• [Directions] Across the entries below, how many lines include "loaded"? Give the number and nothing else.

• [Data extracts]
○ ○ ○ ○

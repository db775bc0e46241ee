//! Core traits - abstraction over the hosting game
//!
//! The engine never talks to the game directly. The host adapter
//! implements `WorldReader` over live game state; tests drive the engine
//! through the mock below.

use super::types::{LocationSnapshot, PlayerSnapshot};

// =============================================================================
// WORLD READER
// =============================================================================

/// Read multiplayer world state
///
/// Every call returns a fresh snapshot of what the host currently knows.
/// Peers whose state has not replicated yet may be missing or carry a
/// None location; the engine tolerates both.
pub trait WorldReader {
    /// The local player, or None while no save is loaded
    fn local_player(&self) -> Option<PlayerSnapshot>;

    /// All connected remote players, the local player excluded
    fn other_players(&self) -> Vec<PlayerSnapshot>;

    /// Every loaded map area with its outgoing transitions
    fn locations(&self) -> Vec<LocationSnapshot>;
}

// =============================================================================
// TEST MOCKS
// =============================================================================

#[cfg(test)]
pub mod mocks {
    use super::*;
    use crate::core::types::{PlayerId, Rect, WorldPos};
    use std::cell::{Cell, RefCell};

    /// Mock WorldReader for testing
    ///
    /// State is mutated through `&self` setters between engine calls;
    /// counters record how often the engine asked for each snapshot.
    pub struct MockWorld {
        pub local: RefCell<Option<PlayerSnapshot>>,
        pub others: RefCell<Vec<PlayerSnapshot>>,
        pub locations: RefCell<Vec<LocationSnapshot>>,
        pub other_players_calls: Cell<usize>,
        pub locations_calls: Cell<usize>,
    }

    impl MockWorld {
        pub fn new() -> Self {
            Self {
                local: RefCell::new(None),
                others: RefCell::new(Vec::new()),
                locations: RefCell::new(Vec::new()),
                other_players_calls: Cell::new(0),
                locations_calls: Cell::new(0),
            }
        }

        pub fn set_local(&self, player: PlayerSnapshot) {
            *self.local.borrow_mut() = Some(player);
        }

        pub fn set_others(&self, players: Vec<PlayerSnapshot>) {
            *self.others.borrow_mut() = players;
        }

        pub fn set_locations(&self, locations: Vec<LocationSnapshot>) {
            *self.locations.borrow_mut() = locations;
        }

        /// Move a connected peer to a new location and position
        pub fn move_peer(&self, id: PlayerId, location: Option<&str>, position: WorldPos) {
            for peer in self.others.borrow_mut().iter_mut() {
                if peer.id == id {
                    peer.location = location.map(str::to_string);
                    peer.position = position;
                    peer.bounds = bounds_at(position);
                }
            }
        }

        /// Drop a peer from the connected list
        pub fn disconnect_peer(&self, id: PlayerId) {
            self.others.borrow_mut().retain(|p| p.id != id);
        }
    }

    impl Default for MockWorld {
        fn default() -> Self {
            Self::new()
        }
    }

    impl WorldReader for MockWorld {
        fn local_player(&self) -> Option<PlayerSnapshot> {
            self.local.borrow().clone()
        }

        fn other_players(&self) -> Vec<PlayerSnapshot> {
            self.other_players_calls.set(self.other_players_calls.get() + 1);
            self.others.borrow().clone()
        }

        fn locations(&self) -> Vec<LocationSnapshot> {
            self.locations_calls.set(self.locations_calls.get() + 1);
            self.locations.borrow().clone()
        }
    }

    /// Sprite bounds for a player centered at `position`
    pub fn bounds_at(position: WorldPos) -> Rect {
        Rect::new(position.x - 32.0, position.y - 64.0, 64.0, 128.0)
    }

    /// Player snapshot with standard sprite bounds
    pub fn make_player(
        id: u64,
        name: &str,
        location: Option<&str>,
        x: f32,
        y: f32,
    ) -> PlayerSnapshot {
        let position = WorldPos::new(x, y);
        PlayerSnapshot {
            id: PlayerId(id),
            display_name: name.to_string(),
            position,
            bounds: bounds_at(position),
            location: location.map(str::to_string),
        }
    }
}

○ ○ ○ ○

• [Exercise result] 2